The iconic Clifton Baths will be further protected from potential developers following a revised listing by Historic England, according to campaign group Save the Lido.

The decision comes following laser mapping of the area which was completed by Thanet council over the summer after they secured £44,000 from the Coastal Revival Fund for a feasibility study.

Save the Lido leader Lynton Owen says it’s what they wanted to achieve when they first set out to save the historic complex from further disrepair and potential development.

Adrian Handley (left) with project leader Lynton Owen of Save Margate Lido

He said: “The original listing in 2008 was really vague and the laser mapping was undertaken to clearly define the parts that were of historical importance.

“It now means the Lido will be protected against future development – we’re really pleased.”

The Grade II listed baths were constructed between 1824 and 1828, making them one of the earliest surviving seawater bathing establishments in the country.

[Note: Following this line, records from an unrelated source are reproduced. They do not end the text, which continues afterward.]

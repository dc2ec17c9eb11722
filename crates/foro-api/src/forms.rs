//! Presence checks for submitted form fields. Values are passed on exactly
//! as submitted; only blankness is inspected.

use tracing::warn;

use crate::error::ApiError;

/// A required field: must be present and not blank.
pub fn required(field: &str, value: Option<String>) -> Result<String, ApiError> {
    match value {
        Some(v) if !v.trim().is_empty() => Ok(v),
        _ => {
            warn!("Rejected submission: missing field '{}'", field);
            Err(ApiError::Validation(format!("missing required field '{}'", field)))
        }
    }
}

/// An optional field: blank counts as absent.
pub fn optional(value: Option<String>) -> Option<String> {
    value.filter(|v| !v.trim().is_empty())
}
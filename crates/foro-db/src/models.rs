//! Database row types. These map directly to SQLite rows; timestamps stay
//! as stored text until converted into the `foro-types` models.

use chrono::{DateTime, NaiveDateTime, SecondsFormat, Utc};
use foro_types::models::{Message, Topic, User};

use crate::{DbError, Result};

pub struct UserRow {
    pub id: i64,
    pub username: String,
    pub display_name: Option<String>,
    pub registered_at: String,
}

pub struct TopicRow {
    pub id: i64,
    pub title: String,
    pub body: String,
    pub created_at: String,
    pub author_id: i64,
    pub author_username: String,
    pub category_id: i64,
}

pub struct MessageRow {
    pub id: i64,
    pub body: String,
    pub created_at: String,
    pub author_id: i64,
    pub author_username: String,
    pub topic_id: i64,
}

impl TryFrom<UserRow> for User {
    type Error = DbError;

    fn try_from(row: UserRow) -> Result<Self> {
        Ok(User {
            registered_at: parse_timestamp(&row.registered_at)?,
            id: row.id,
            username: row.username,
            display_name: row.display_name,
        })
    }
}

impl TryFrom<TopicRow> for Topic {
    type Error = DbError;

    fn try_from(row: TopicRow) -> Result<Self> {
        Ok(Topic {
            created_at: parse_timestamp(&row.created_at)?,
            id: row.id,
            title: row.title,
            body: row.body,
            author_id: row.author_id,
            author_username: row.author_username,
            category_id: row.category_id,
        })
    }
}

impl TryFrom<MessageRow> for Message {
    type Error = DbError;

    fn try_from(row: MessageRow) -> Result<Self> {
        Ok(Message {
            created_at: parse_timestamp(&row.created_at)?,
            id: row.id,
            body: row.body,
            author_id: row.author_id,
            author_username: row.author_username,
            topic_id: row.topic_id,
        })
    }
}

pub fn format_timestamp(ts: DateTime<Utc>) -> String {
    ts.to_rfc3339_opts(SecondsFormat::Micros, true)
}

/// Accepts RFC 3339 as written by [`format_timestamp`], and SQLite's
/// `datetime('now')` form ("YYYY-MM-DD HH:MM:SS", implicitly UTC).
pub fn parse_timestamp(raw: &str) -> Result<DateTime<Utc>> {
    DateTime::parse_from_rfc3339(raw)
        .map(|dt| dt.with_timezone(&Utc))
        .or_else(|_| NaiveDateTime::parse_from_str(raw, "%Y-%m-%d %H:%M:%S").map(|ndt| ndt.and_utc()))
        .map_err(|e| DbError::CorruptRow(format!("bad timestamp '{}': {}", raw, e)))
}
//! ytcl-cs library - Consensus Server module
//!
//! Hosts the consensus store, the voting engine, the labeling queue, and
//! the tiered classification resolver. The host client consumes
//! `resolve`/`should_hide` through [`AppState::resolver`] and the HTTP
//! surface; it never touches storage directly.

use axum::Router;
use sqlx::SqlitePool;
use std::path::PathBuf;
use std::sync::Arc;
use std::time::Duration;
use tower_http::cors::CorsLayer;
use tower_http::trace::TraceLayer;
use ytcl_common::db::settings::get_setting;
use ytcl_common::Result;

pub mod api;
pub mod db;
pub mod engine;
pub mod queue;
pub mod resolver;

use engine::VotingEngine;
use queue::CandidateQueue;
use resolver::{ClassificationResolver, StaticFallbackDataset};

/// Application state shared across HTTP handlers
#[derive(Clone)]
pub struct AppState {
    /// Database connection pool
    pub db: SqlitePool,
    /// Shared secret for API authentication; empty disables auth
    pub api_token: String,
    /// Tiered classification resolver (overrides, consensus cache, fallback)
    pub resolver: Arc<ClassificationResolver>,
    /// Voting engine maintaining the per-channel consensus
    pub engine: Arc<VotingEngine>,
    /// Labeling queue handing voters unvoted channels
    pub queue: Arc<CandidateQueue>,
}

impl AppState {
    /// Create application state, reading tunables from the settings table
    pub async fn new(
        db: SqlitePool,
        api_token: String,
        fallback_dataset: PathBuf,
    ) -> Result<Self> {
        let cache_ttl_seconds = get_setting::<u64>(&db, "resolver_cache_ttl_seconds")
            .await?
            .unwrap_or(resolver::DEFAULT_CACHE_TTL.as_secs());
        let batch_size = get_setting::<i64>(&db, "candidate_batch_size")
            .await?
            .unwrap_or(queue::DEFAULT_BATCH_SIZE);

        let fallback = StaticFallbackDataset::new(fallback_dataset);
        let resolver = Arc::new(ClassificationResolver::new(
            db.clone(),
            fallback,
            Duration::from_secs(cache_ttl_seconds),
        ));
        let engine = Arc::new(VotingEngine::new(db.clone(), resolver.clone()));
        let queue = Arc::new(CandidateQueue::new(db.clone(), batch_size));

        Ok(Self {
            db,
            api_token,
            resolver,
            engine,
            queue,
        })
    }
}

/// Build application router
///
/// The health endpoint is public; everything else sits behind the shared
/// token middleware. CORS is permissive because the caller is a browser
/// extension on arbitrary origins.
pub fn build_router(state: AppState) -> Router {
    use axum::middleware;
    use axum::routing::{get, post};

    // Protected routes (require authentication)
    let protected = Router::new()
        .route("/labeler/next", get(api::next_candidate))
        .route("/labeler/vote", post(api::submit_vote))
        .route("/classification", get(api::get_classification))
        .route("/channels/flagged", get(api::list_flagged_channels))
        .layer(middleware::from_fn_with_state(
            state.clone(),
            api::auth_middleware,
        ));

    // Public routes (no authentication)
    let public = api::health_routes();

    Router::new()
        .merge(protected)
        .merge(public)
        .layer(CorsLayer::permissive())
        .layer(TraceLayer::new_for_http())
        .with_state(state)
}
//! Consensus prediction database operations
//!
//! Predictions are an append-only audit trail; the newest row per channel
//! is the authoritative classification. Only the voting engine writes here.

use sqlx::{Row, SqlitePool};
use uuid::Uuid;
use ytcl_common::Result;

/// Model tag recorded on predictions produced by the voting engine
pub const CONSENSUS_MODEL_VERSION: &str = "consensus-v1";

/// Stored consensus prediction
#[derive(Debug, Clone)]
pub struct Prediction {
    pub is_ai: bool,
    pub confidence: f64,
    pub model_version: String,
    pub created_at: String,
}

/// A flagged channel joined with its prediction, for review listings
#[derive(Debug, Clone, serde::Serialize)]
pub struct FlaggedChannel {
    pub identifier: String,
    #[serde(skip_serializing_if = "Option::is_none")]
    pub handle: Option<String>,
    pub is_ai: bool,
    pub confidence: f64,
    pub model_version: String,
    pub predicted_at: String,
}

/// Append a prediction row (prior rows are never touched)
pub async fn insert_prediction(
    pool: &SqlitePool,
    channel_id: &Uuid,
    is_ai: bool,
    confidence: f64,
    model_version: &str,
) -> Result<()> {
    sqlx::query(
        r#"
        INSERT INTO channel_predictions (channel_id, is_ai, confidence, model_version)
        VALUES (?, ?, ?, ?)
        "#,
    )
    .bind(channel_id.to_string())
    .bind(is_ai)
    .bind(confidence)
    .bind(model_version)
    .execute(pool)
    .await?;

    Ok(())
}

/// Newest prediction for a channel, or None if never predicted
///
/// Ordered by rowid rather than created_at: CURRENT_TIMESTAMP has second
/// resolution and consecutive votes land inside one second.
pub async fn latest_for_channel(
    pool: &SqlitePool,
    channel_id: &Uuid,
) -> Result<Option<Prediction>> {
    let row = sqlx::query(
        r#"
        SELECT is_ai, confidence, model_version, created_at
        FROM channel_predictions
        WHERE channel_id = ?
        ORDER BY id DESC
        LIMIT 1
        "#,
    )
    .bind(channel_id.to_string())
    .fetch_optional(pool)
    .await?;

    Ok(row.map(|row| Prediction {
        is_ai: row.get("is_ai"),
        confidence: row.get("confidence"),
        model_version: row.get("model_version"),
        created_at: row.get("created_at"),
    }))
}

/// Newest AI-flagged predictions joined to their channels
pub async fn list_flagged(
    pool: &SqlitePool,
    limit: i64,
    min_confidence: f64,
) -> Result<Vec<FlaggedChannel>> {
    let rows = sqlx::query(
        r#"
        SELECT c.identifier, c.handle, p.is_ai, p.confidence, p.model_version, p.created_at
        FROM channel_predictions p
        JOIN channels c ON c.id = p.channel_id
        WHERE p.is_ai = 1 AND p.confidence >= ?
        ORDER BY p.id DESC
        LIMIT ?
        "#,
    )
    .bind(min_confidence)
    .bind(limit)
    .fetch_all(pool)
    .await?;

    Ok(rows
        .into_iter()
        .map(|row| FlaggedChannel {
            identifier: row.get("identifier"),
            handle: row.get("handle"),
            is_ai: row.get("is_ai"),
            confidence: row.get("confidence"),
            model_version: row.get("model_version"),
            predicted_at: row.get("created_at"),
        })
        .collect())
}
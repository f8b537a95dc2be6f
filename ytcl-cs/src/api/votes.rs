//! Vote submission endpoint
//!
//! POST /labeler/vote records one voter's verdict and returns the weight it
//! was assigned. Unlike classification reads, failures here are loud: a
//! silently dropped vote would corrupt the consensus without anyone
//! noticing, so every error surfaces to the caller as a retryable failure.

use axum::{extract::State, http::StatusCode, Json};
use serde::{Deserialize, Serialize};
use tracing::error;
use ytcl_common::Error;

use crate::db::channels::ChannelMetadata;
use crate::engine::VoteRequest;
use crate::AppState;

#[derive(Debug, Deserialize)]
pub struct SubmitVoteBody {
    /// Internal channel ID of an existing channel (from the queue)
    pub channel_id: Option<String>,
    /// Raw identifier, resolved or created on demand (manual entry)
    pub identifier: Option<String>,
    pub voter_id: Option<String>,
    pub is_ai: Option<bool>,
    pub metadata: Option<ChannelMetadata>,
}

#[derive(Debug, Serialize)]
pub struct SubmitVoteResponse {
    pub success: bool,
    #[serde(skip_serializing_if = "Option::is_none")]
    pub weight_assigned: Option<f64>,
    #[serde(skip_serializing_if = "Option::is_none")]
    pub error: Option<String>,
}

/// POST /labeler/vote
pub async fn submit_vote(
    State(state): State<AppState>,
    Json(body): Json<SubmitVoteBody>,
) -> (StatusCode, Json<SubmitVoteResponse>) {
    let is_ai = match body.is_ai {
        Some(is_ai) => is_ai,
        None => return error_response(StatusCode::BAD_REQUEST, "is_ai is required"),
    };
    let voter_id = match body.voter_id.as_deref().map(str::trim) {
        Some(voter_id) if !voter_id.is_empty() => voter_id.to_string(),
        _ => return error_response(StatusCode::BAD_REQUEST, "voter_id is required"),
    };

    let request = VoteRequest {
        channel_id: body.channel_id,
        identifier: body.identifier,
        voter_id,
        is_ai,
        metadata: body.metadata,
    };

    match state.engine.submit_vote(&request).await {
        Ok(weight) => (
            StatusCode::OK,
            Json(SubmitVoteResponse {
                success: true,
                weight_assigned: Some(weight),
                error: None,
            }),
        ),
        Err(e) => {
            let status = match &e {
                Error::Validation(_) => StatusCode::BAD_REQUEST,
                Error::NotFound(_) => StatusCode::NOT_FOUND,
                _ => {
                    error!("Vote submission failed: {}", e);
                    StatusCode::INTERNAL_SERVER_ERROR
                }
            };
            error_response(status, &e.to_string())
        }
    }
}

fn error_response(
    status: StatusCode,
    message: &str,
) -> (StatusCode, Json<SubmitVoteResponse>) {
    (
        status,
        Json(SubmitVoteResponse {
            success: false,
            weight_assigned: None,
            error: Some(message.to_string()),
        }),
    )
}
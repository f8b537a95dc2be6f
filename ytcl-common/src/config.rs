//! Configuration loading and data folder resolution

use crate::{Error, Result};
use std::path::PathBuf;

/// Default filename of the SQLite database inside the data folder
pub const DATABASE_FILENAME: &str = "ytcl.db";

/// Default filename of the bundled fallback dataset inside the data folder
pub const FALLBACK_DATASET_FILENAME: &str = "channel_data.json";

/// Data folder resolution, priority order:
/// 1. Command-line argument (highest priority)
/// 2. `YTCL_DATA` environment variable
/// 3. TOML config file (`data_folder` key)
/// 4. OS-dependent compiled default (fallback)
pub fn resolve_data_folder(cli_arg: Option<&str>) -> PathBuf {
    // Priority 1: Command-line argument
    if let Some(path) = cli_arg {
        return PathBuf::from(path);
    }

    // Priority 2: Environment variable
    if let Ok(path) = std::env::var("YTCL_DATA") {
        if !path.is_empty() {
            return PathBuf::from(path);
        }
    }

    // Priority 3: TOML config file
    if let Ok(config_path) = find_config_file() {
        if let Ok(toml_content) = std::fs::read_to_string(&config_path) {
            if let Ok(config) = toml::from_str::<toml::Value>(&toml_content) {
                if let Some(data_folder) = config.get("data_folder").and_then(|v| v.as_str()) {
                    return PathBuf::from(data_folder);
                }
            }
        }
    }

    // Priority 4: OS-dependent compiled default
    default_data_folder()
}

/// Path of the database inside the data folder
pub fn database_path(data_folder: &std::path::Path) -> PathBuf {
    data_folder.join(DATABASE_FILENAME)
}

/// Path of the fallback dataset inside the data folder
pub fn fallback_dataset_path(data_folder: &std::path::Path) -> PathBuf {
    data_folder.join(FALLBACK_DATASET_FILENAME)
}

/// Create the data folder if it does not exist yet
pub fn ensure_data_folder(data_folder: &std::path::Path) -> Result<()> {
    std::fs::create_dir_all(data_folder)?;
    Ok(())
}

/// Locate the configuration file for the platform
fn find_config_file() -> Result<PathBuf> {
    if cfg!(target_os = "linux") {
        // Try ~/.config/ytcl/config.toml first, then /etc/ytcl/config.toml
        if let Some(path) = dirs::config_dir().map(|d| d.join("ytcl").join("config.toml")) {
            if path.exists() {
                return Ok(path);
            }
        }
        let system_config = PathBuf::from("/etc/ytcl/config.toml");
        if system_config.exists() {
            return Ok(system_config);
        }
        Err(Error::Config("No config file found".to_string()))
    } else {
        let path = dirs::config_dir()
            .map(|d| d.join("ytcl").join("config.toml"))
            .ok_or_else(|| Error::Config("Could not determine config directory".to_string()))?;

        if path.exists() {
            Ok(path)
        } else {
            Err(Error::Config(format!("Config file not found: {:?}", path)))
        }
    }
}

/// Get OS-dependent default data folder path
fn default_data_folder() -> PathBuf {
    if cfg!(target_os = "linux") {
        // ~/.local/share/ytcl (or /var/lib/ytcl for system-wide)
        dirs::data_local_dir()
            .map(|d| d.join("ytcl"))
            .unwrap_or_else(|| PathBuf::from("/var/lib/ytcl"))
    } else if cfg!(target_os = "macos") {
        dirs::data_dir()
            .map(|d| d.join("ytcl"))
            .unwrap_or_else(|| PathBuf::from("/Library/Application Support/ytcl"))
    } else if cfg!(target_os = "windows") {
        dirs::data_local_dir()
            .map(|d| d.join("ytcl"))
            .unwrap_or_else(|| PathBuf::from("C:\\ProgramData\\ytcl"))
    } else {
        PathBuf::from("./ytcl_data")
    }
}

#[cfg(test)]
mod tests {
    use super::*;

    #[test]
    fn test_cli_arg_wins() {
        let folder = resolve_data_folder(Some("/tmp/ytcl-test"));
        assert_eq!(folder, PathBuf::from("/tmp/ytcl-test"));
    }

    #[test]
    fn test_default_folder_is_absolute_or_local() {
        let folder = resolve_data_folder(None);
        assert!(!folder.as_os_str().is_empty());
    }

    #[test]
    fn test_derived_paths() {
        let folder = PathBuf::from("/data");
        assert_eq!(database_path(&folder), PathBuf::from("/data/ytcl.db"));
        assert_eq!(
            fallback_dataset_path(&folder),
            PathBuf::from("/data/channel_data.json")
        );
    }
}
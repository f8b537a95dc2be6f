//! Labeling queue endpoint
//!
//! GET /labeler/next hands the calling voter a channel they have not voted
//! on yet. An exhausted queue is reported as `{ok:false, error:"empty_queue"}`
//! with a 200 status so clients can back off and poll, distinct from real
//! failures which use non-2xx statuses.

use axum::{
    extract::{Query, State},
    http::StatusCode,
    Json,
};
use serde::{Deserialize, Serialize};
use tracing::error;

use crate::db::channels::Channel;
use crate::AppState;
use ytcl_common::ident;

#[derive(Debug, Deserialize)]
pub struct NextCandidateParams {
    pub voter_id: Option<String>,
}

/// Queue item shape handed to the labeling UI
#[derive(Debug, Serialize)]
pub struct CandidateItem {
    /// Internal channel ID, used when voting on this item
    pub id: String,
    pub identifier: String,
    /// Canonical channel URL for the labeling UI
    pub url: String,
    #[serde(skip_serializing_if = "Option::is_none")]
    pub handle: Option<String>,
    #[serde(skip_serializing_if = "Option::is_none")]
    pub title: Option<String>,
    #[serde(skip_serializing_if = "Option::is_none")]
    pub sample_video_id: Option<String>,
    #[serde(skip_serializing_if = "Option::is_none")]
    pub sample_thumbnail: Option<String>,
    #[serde(skip_serializing_if = "Option::is_none")]
    pub sample_title: Option<String>,
    #[serde(skip_serializing_if = "Option::is_none")]
    pub sample_description: Option<String>,
}

#[derive(Debug, Serialize)]
pub struct NextCandidateResponse {
    pub ok: bool,
    #[serde(skip_serializing_if = "Option::is_none")]
    pub item: Option<CandidateItem>,
    #[serde(skip_serializing_if = "Option::is_none")]
    pub error: Option<String>,
}

impl CandidateItem {
    fn from_channel(channel: Channel) -> CandidateItem {
        // Sample fields fall back to the channel-level ones so the UI
        // always has something to show
        let sample_title = channel.sample_title.or_else(|| channel.channel_title.clone());
        let sample_description = channel.sample_description.or_else(|| channel.description.clone());

        // Handles make prettier URLs than lowercased identifiers
        let url = ident::channel_url(
            channel.handle.as_deref().unwrap_or(&channel.identifier),
        );

        CandidateItem {
            id: channel.id.to_string(),
            identifier: channel.identifier,
            url,
            handle: channel.handle,
            title: channel.channel_title,
            sample_video_id: channel.sample_video_id,
            sample_thumbnail: channel.sample_thumbnail,
            sample_title,
            sample_description,
        }
    }
}

/// GET /labeler/next?voter_id=<id>
pub async fn next_candidate(
    State(state): State<AppState>,
    Query(params): Query<NextCandidateParams>,
) -> (StatusCode, Json<NextCandidateResponse>) {
    let voter_id = match params.voter_id.as_deref().map(str::trim) {
        Some(voter_id) if !voter_id.is_empty() => voter_id.to_string(),
        _ => {
            return error_response(StatusCode::BAD_REQUEST, "missing voter_id");
        }
    };

    match state.queue.next(&voter_id).await {
        Ok(Some(channel)) => (
            StatusCode::OK,
            Json(NextCandidateResponse {
                ok: true,
                item: Some(CandidateItem::from_channel(channel)),
                error: None,
            }),
        ),
        Ok(None) => (
            StatusCode::OK,
            Json(NextCandidateResponse {
                ok: false,
                item: None,
                error: Some("empty_queue".to_string()),
            }),
        ),
        Err(e) => {
            error!("Candidate lookup failed for {}: {}", voter_id, e);
            error_response(StatusCode::INTERNAL_SERVER_ERROR, &e.to_string())
        }
    }
}

fn error_response(
    status: StatusCode,
    message: &str,
) -> (StatusCode, Json<NextCandidateResponse>) {
    (
        status,
        Json(NextCandidateResponse {
            ok: false,
            item: None,
            error: Some(message.to_string()),
        }),
    )
}
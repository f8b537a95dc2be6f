//! Authentication middleware for ytcl-cs
//!
//! Every protected route requires the static shared token in the
//! `x-labeler-token` header. Token comparison happens before any business
//! logic; a bad or missing token never reaches a handler.
//!
//! **Note:** This is applied to protected routes only.
//! Health endpoint (/health) does NOT use this middleware.

use axum::{
    extract::{Request, State},
    http::StatusCode,
    middleware::Next,
    response::{IntoResponse, Response},
    Json,
};
use serde_json::json;
use tracing::warn;
use ytcl_common::api::auth::{validate_token, TOKEN_HEADER};

use crate::AppState;

/// Authentication middleware
///
/// Validates the shared-token header. An empty configured token disables
/// auth checking entirely (used by tests).
pub async fn auth_middleware(
    State(state): State<AppState>,
    request: Request,
    next: Next,
) -> Result<Response, AuthError> {
    let provided = request
        .headers()
        .get(TOKEN_HEADER)
        .and_then(|value| value.to_str().ok());

    validate_token(&state.api_token, provided).map_err(|e| {
        warn!("Rejected request to {}: {}", request.uri().path(), e);
        AuthError(e.to_string())
    })?;

    Ok(next.run(request).await)
}

/// Authentication failure, rendered as 401 with a JSON error body
#[derive(Debug)]
pub struct AuthError(String);

impl IntoResponse for AuthError {
    fn into_response(self) -> Response {
        let body = Json(json!({
            "error": self.0,
        }));

        (StatusCode::UNAUTHORIZED, body).into_response()
    }
}
//! Tiered channel classification resolution
//!
//! Priority order, first match wins:
//! 1. Manual override (block → AI-generated, allow → human-created)
//! 2. Consensus store verdict, behind a TTL cache
//! 3. Bundled fallback dataset
//! 4. Unknown
//!
//! The chain is an explicit sequence of lookup tiers, each answering
//! found/not-found. Reads fail open: a tier that errors logs a warning and
//! falls through, and `should_hide` maps Unknown to "not hidden" - a
//! classification outage must never mass-hide content.

pub mod cache;
pub mod fallback;
pub mod overrides;

use async_trait::async_trait;
use sqlx::SqlitePool;
use std::sync::Arc;
use std::time::Duration;
use tracing::warn;
use ytcl_common::{ident, Classification, HidePreferences, Result};

use crate::db::{channels, predictions};

pub use cache::{Clock, SystemClock, TtlCache};
pub use fallback::StaticFallbackDataset;
pub use overrides::{ManualOverride, OverrideAction, OverrideStore};

/// Cache of consensus lookups; None records "no prediction found" so a miss
/// is not re-queried until the TTL lapses
pub type ResolverCache = TtlCache<Option<Classification>>;

/// Default TTL for cached consensus lookups
pub const DEFAULT_CACHE_TTL: Duration = Duration::from_secs(300);

/// Seam over the consensus store's newest-verdict lookup
#[async_trait]
pub trait ConsensusSource: Send + Sync {
    /// Newest consensus classification for a lookup key (normalized
    /// identifier or channel ID), or None when the channel has no
    /// prediction yet
    async fn latest_classification(&self, key: &str) -> Result<Option<Classification>>;
}

/// Consensus source backed by the channels + predictions tables
pub struct DbConsensusSource {
    db: SqlitePool,
}

impl DbConsensusSource {
    pub fn new(db: SqlitePool) -> Self {
        Self { db }
    }
}

#[async_trait]
impl ConsensusSource for DbConsensusSource {
    async fn latest_classification(&self, key: &str) -> Result<Option<Classification>> {
        let channel = match channels::get_by_identifier_or_handle(&self.db, key).await? {
            Some(channel) => channel,
            None => return Ok(None),
        };

        let prediction = predictions::latest_for_channel(&self.db, &channel.id).await?;
        Ok(prediction.map(|p| Classification::from_is_ai(p.is_ai)))
    }
}

/// Tiered classification lookup with TTL caching and explicit invalidation
pub struct ClassificationResolver {
    overrides: Arc<OverrideStore>,
    consensus: Arc<dyn ConsensusSource>,
    fallback: StaticFallbackDataset,
    cache: Arc<ResolverCache>,
}

impl ClassificationResolver {
    /// Production wiring: database-backed consensus source and overrides,
    /// wall-clock cache expiry
    pub fn new(db: SqlitePool, fallback: StaticFallbackDataset, cache_ttl: Duration) -> Self {
        let cache: Arc<ResolverCache> =
            Arc::new(TtlCache::new(cache_ttl, Arc::new(SystemClock)));
        let overrides = Arc::new(OverrideStore::new(db.clone(), cache.clone()));
        let consensus: Arc<dyn ConsensusSource> = Arc::new(DbConsensusSource::new(db));

        Self {
            overrides,
            consensus,
            fallback,
            cache,
        }
    }

    /// Explicit wiring, used by tests to inject sources and clocks
    pub fn with_parts(
        overrides: Arc<OverrideStore>,
        consensus: Arc<dyn ConsensusSource>,
        fallback: StaticFallbackDataset,
        cache: Arc<ResolverCache>,
    ) -> Self {
        Self {
            overrides,
            consensus,
            fallback,
            cache,
        }
    }

    /// The override store serving tier 1; override mutations go through
    /// here so they hit the right cache
    pub fn overrides(&self) -> &Arc<OverrideStore> {
        &self.overrides
    }

    /// Classify a channel
    ///
    /// `channel_id`, when the caller has one, takes precedence as the
    /// lookup key; otherwise the normalized identifier is the key. Returns
    /// Unknown when no tier produces a verdict.
    pub async fn resolve(&self, identifier: &str, channel_id: Option<&str>) -> Classification {
        let normalized = ident::normalize(identifier);
        let key = channel_id
            .map(ident::normalize)
            .filter(|k| !k.is_empty())
            .unwrap_or_else(|| normalized.clone());

        if key.is_empty() {
            return Classification::Unknown;
        }

        // Tier 1: manual override
        match self.overrides.get(&key).await {
            Ok(Some(OverrideAction::Block)) => return Classification::AiGenerated,
            Ok(Some(OverrideAction::Allow)) => return Classification::HumanCreated,
            Ok(None) => {}
            Err(e) => warn!("Override lookup failed for {}: {}", key, e),
        }

        // Tier 2: consensus verdict, through the TTL cache
        match self.cached_consensus(&key).await {
            Ok(Some(classification)) => return classification,
            Ok(None) => {}
            Err(e) => warn!("Consensus lookup failed for {}: {}", key, e),
        }

        // Tier 3: bundled fallback dataset
        if let Some(classification) = self.fallback.lookup(&normalized) {
            return classification;
        }

        Classification::Unknown
    }

    /// Whether content from this channel should be hidden
    ///
    /// Never errors; every failure path resolves to Unknown, which is never
    /// hidden.
    pub async fn should_hide(
        &self,
        identifier: &str,
        prefs: HidePreferences,
        channel_id: Option<&str>,
    ) -> bool {
        let classification = self.resolve(identifier, channel_id).await;
        prefs.hides(classification)
    }

    /// Drop the cache entry for one channel, or the whole cache
    ///
    /// Called after override mutations and after every consensus
    /// recomputation for the channel.
    pub fn invalidate(&self, channel_id: Option<&str>) {
        match channel_id {
            Some(id) => {
                let key = ident::normalize(id);
                if !key.is_empty() {
                    self.cache.invalidate(Some(&key));
                }
            }
            None => self.cache.invalidate(None),
        }
    }

    async fn cached_consensus(&self, key: &str) -> Result<Option<Classification>> {
        if let Some(cached) = self.cache.get(key) {
            return Ok(cached);
        }

        // Errors propagate uncached so the next resolution retries the store
        let fetched = self.consensus.latest_classification(key).await?;
        self.cache.insert(key.to_string(), fetched);
        Ok(fetched)
    }
}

The circular chamber and tunnel are the only known examples of purpose-built structures intended to store bathing machines and convey them to the beach.

Cliftonville Lido

The baths are also unique in being dug out of the cliffs. From 1926 onwards the site was re-modelled under Dreamland owner John Henry Iles, who helped its transformation into a modern seaside complex with bars, cafes and restaurants on multiple levels and an open air swimming pool projecting into the sea.

It was finally closed to the public in the 1980s and has since suffered years of neglect.

The Ethelbert Terrace complex also includes The Lido bar and snooker hall, which remains open and is owned and managed by Neville Borck.

Stour Side Developments and Stour Side Investments bought the Clifton Baths site, including the car park, for £699,000 in 2014.

Stour Side Developments failed to auction the site in 2016 and the company fell into administration owing debts of £1,337,623.

It is also subject to investigation due to concerns over its business affairs.

The administration period ends in July next year, and Save the Lido cannot apply for funding until the outcome is known. Mr Owen explained: “There’s not really a lot going on at the moment, which is annoying, but this is due to an ongoing dispute with the current owners.

“We were planning to do a display with what we plan, much like what happened with the Margate Caves, but due to Covid this will happen next year now.”

A First Gazette notice for compulsory strike off was lodged with Companies House by Stour Side Investments on November 17. Stour Side Developments continues to be dealt with by Duff and Phelps.

So far the Save the Lido group has managed to clear debris from the site and they hope to one day reopen the council owned outdoor swimming pool and see the area once again thrive as a multi-use site with restaurants, galleries and independent shops.